◆ **Given entries**:
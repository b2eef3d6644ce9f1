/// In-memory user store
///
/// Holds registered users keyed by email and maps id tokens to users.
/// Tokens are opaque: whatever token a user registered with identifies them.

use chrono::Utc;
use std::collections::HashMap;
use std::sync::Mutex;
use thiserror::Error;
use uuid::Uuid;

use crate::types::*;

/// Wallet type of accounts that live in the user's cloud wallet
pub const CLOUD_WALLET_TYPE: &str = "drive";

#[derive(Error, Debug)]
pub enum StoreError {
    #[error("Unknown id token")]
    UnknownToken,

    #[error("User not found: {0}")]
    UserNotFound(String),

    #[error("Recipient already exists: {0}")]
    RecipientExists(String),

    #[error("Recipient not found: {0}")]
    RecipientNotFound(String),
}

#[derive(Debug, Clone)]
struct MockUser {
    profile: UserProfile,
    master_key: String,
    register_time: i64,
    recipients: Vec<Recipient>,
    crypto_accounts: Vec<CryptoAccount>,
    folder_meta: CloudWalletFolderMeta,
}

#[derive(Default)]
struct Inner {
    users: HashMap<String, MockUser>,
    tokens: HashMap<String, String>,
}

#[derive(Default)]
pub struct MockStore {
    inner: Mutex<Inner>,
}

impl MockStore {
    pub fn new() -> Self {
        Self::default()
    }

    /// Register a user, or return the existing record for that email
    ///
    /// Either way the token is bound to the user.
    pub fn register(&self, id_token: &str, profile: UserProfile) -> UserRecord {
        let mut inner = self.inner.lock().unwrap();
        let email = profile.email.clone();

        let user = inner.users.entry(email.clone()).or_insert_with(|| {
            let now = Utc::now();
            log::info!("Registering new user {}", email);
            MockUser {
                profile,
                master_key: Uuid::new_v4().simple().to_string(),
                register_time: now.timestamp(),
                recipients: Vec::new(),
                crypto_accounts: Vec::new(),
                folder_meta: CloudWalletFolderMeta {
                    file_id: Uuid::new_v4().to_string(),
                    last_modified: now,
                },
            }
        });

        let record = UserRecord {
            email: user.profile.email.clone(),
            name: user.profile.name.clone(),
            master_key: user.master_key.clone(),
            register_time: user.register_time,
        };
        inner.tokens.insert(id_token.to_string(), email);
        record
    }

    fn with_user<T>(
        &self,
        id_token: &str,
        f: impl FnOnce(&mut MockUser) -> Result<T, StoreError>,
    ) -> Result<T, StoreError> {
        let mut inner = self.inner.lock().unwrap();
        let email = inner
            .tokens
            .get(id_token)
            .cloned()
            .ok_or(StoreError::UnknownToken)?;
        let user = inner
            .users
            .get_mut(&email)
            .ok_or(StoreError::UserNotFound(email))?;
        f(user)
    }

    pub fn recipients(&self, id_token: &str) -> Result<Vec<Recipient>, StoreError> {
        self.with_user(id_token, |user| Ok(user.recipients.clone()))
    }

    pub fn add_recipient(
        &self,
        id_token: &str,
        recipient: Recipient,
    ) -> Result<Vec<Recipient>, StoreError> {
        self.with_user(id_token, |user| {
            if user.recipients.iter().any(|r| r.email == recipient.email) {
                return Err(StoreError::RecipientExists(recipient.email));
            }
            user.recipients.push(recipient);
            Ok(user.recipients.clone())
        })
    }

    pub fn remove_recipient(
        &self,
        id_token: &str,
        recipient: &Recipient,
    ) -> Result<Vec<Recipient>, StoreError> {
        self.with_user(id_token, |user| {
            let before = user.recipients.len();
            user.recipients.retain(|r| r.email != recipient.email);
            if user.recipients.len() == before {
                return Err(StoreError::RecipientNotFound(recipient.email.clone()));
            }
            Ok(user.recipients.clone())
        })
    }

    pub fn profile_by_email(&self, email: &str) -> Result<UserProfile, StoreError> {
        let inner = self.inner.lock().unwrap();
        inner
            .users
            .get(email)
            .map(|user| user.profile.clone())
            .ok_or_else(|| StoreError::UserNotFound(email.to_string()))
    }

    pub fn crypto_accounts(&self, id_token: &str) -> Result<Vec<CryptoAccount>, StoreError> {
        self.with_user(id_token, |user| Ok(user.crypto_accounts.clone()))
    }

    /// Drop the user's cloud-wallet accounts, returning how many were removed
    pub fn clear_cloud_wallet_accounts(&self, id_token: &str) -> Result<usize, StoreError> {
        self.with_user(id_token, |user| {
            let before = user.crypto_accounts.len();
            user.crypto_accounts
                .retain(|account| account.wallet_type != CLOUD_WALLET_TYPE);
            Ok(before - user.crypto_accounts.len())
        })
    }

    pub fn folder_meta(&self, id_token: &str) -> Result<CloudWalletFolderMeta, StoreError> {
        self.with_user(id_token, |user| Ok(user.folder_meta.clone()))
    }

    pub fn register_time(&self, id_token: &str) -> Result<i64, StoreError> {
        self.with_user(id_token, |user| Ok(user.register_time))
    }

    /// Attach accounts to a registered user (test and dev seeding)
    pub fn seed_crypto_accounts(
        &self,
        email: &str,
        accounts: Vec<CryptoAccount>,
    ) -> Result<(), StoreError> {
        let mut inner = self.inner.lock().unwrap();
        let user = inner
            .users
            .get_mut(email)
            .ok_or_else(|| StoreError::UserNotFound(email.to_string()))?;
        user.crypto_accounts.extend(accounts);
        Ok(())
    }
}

...

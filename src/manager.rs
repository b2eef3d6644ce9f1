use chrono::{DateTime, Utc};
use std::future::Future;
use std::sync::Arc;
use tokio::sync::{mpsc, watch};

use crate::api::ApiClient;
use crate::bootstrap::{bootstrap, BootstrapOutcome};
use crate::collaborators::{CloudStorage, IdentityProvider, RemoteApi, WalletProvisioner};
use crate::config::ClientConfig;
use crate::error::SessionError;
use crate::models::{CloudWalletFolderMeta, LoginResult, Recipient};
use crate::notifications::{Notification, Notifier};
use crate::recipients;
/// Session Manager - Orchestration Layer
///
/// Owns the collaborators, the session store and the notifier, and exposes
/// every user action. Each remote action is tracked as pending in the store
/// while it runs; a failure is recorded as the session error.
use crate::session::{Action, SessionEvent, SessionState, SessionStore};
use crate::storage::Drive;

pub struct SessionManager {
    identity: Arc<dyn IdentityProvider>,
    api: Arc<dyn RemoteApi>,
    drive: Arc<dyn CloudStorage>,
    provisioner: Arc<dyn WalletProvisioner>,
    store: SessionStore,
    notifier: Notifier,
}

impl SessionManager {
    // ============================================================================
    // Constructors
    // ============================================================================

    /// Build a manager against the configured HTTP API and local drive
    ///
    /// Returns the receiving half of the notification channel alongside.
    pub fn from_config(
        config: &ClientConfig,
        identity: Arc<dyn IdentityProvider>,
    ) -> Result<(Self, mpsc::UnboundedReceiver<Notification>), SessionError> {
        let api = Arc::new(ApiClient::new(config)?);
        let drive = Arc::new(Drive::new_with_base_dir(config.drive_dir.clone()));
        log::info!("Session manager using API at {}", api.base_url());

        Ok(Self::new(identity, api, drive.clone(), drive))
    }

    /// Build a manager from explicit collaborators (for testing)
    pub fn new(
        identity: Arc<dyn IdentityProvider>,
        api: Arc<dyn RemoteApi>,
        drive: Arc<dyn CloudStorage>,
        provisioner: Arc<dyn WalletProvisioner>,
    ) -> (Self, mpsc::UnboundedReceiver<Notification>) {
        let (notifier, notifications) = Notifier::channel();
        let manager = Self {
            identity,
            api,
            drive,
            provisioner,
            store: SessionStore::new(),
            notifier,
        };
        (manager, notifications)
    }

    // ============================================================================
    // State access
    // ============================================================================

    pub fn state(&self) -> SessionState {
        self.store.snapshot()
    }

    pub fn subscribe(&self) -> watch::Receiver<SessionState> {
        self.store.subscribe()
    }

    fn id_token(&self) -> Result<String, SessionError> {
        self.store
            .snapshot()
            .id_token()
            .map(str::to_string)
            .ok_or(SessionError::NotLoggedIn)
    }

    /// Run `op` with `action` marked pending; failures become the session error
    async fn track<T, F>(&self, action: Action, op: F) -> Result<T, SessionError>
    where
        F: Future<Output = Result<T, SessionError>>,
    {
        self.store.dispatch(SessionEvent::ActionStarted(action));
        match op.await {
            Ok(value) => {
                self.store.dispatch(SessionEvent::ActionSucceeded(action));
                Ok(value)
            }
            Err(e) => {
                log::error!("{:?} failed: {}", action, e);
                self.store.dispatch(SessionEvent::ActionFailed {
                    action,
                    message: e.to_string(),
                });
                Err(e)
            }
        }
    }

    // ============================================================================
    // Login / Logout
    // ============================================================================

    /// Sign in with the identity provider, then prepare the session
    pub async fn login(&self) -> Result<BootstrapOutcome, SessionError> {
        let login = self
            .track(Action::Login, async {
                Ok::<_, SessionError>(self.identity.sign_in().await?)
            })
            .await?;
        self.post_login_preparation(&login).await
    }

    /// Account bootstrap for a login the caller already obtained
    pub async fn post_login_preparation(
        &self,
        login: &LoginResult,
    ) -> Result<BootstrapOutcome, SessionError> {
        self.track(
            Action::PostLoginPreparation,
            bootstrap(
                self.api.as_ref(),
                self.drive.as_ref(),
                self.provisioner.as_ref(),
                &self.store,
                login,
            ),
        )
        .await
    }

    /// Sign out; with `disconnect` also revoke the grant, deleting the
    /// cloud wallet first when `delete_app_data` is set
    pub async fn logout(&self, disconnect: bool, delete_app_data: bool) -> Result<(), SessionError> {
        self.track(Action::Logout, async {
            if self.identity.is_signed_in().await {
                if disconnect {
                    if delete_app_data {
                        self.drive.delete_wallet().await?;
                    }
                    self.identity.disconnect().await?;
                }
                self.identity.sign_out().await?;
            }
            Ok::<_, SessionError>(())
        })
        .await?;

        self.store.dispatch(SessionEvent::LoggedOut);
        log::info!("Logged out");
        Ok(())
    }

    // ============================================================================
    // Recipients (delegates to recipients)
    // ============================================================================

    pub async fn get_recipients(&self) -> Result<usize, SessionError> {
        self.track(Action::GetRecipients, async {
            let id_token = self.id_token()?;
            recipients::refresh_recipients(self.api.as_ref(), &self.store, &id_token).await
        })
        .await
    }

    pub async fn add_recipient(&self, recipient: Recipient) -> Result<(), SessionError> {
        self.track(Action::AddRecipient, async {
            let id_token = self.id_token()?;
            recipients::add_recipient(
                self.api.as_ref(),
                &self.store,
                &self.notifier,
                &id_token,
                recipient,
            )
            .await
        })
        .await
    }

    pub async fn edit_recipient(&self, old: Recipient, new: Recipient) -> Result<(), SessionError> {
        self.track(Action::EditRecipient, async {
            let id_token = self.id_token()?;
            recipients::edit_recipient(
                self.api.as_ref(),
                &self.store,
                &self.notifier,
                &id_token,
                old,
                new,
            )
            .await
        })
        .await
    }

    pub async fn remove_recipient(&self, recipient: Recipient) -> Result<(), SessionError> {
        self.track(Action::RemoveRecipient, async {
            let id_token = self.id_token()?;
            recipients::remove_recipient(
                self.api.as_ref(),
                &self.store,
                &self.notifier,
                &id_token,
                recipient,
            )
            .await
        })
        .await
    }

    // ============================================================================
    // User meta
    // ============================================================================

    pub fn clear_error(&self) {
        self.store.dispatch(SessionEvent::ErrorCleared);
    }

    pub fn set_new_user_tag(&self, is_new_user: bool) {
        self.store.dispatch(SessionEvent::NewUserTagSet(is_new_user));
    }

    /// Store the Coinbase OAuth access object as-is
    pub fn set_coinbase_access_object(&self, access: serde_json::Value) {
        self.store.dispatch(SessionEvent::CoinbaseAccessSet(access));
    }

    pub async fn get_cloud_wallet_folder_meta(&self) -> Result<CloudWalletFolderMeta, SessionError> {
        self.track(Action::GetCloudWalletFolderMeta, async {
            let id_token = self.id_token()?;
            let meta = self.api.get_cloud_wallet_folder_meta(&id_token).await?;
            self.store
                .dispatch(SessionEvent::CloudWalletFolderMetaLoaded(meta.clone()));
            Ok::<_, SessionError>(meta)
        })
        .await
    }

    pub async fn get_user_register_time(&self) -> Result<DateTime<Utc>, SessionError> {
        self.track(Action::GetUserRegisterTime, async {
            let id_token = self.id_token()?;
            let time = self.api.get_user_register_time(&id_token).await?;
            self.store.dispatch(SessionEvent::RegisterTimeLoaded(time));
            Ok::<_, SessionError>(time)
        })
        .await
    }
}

◆ **Exercise details**:
Would you please copy, word for word, everything above from the line containing "let email = inner" down to the line containing "if user.recipients.len() == before", those two lines included?

◆ **Exercise output**:
        let email = inner
            .tokens
            .get(id_token)
            .cloned()
            .ok_or(StoreError::UnknownToken)?;
        let user = inner
            .users
            .get_mut(&email)
            .ok_or(StoreError::UserNotFound(email))?;
        f(user)
    }

    pub fn recipients(&self, id_token: &str) -> Result<Vec<Recipient>, StoreError> {
        self.with_user(id_token, |user| Ok(user.recipients.clone()))
    }

    pub fn add_recipient(
        &self,
        id_token: &str,
        recipient: Recipient,
    ) -> Result<Vec<Recipient>, StoreError> {
        self.with_user(id_token, |user| {
            if user.recipients.iter().any(|r| r.email == recipient.email) {
                return Err(StoreError::RecipientExists(recipient.email));
            }
            user.recipients.push(recipient);
            Ok(user.recipients.clone())
        })
    }

    pub fn remove_recipient(
        &self,
        id_token: &str,
        recipient: &Recipient,
    ) -> Result<Vec<Recipient>, StoreError> {
        self.with_user(id_token, |user| {
            let before = user.recipients.len();
            user.recipients.retain(|r| r.email != recipient.email);
            if user.recipients.len() == before {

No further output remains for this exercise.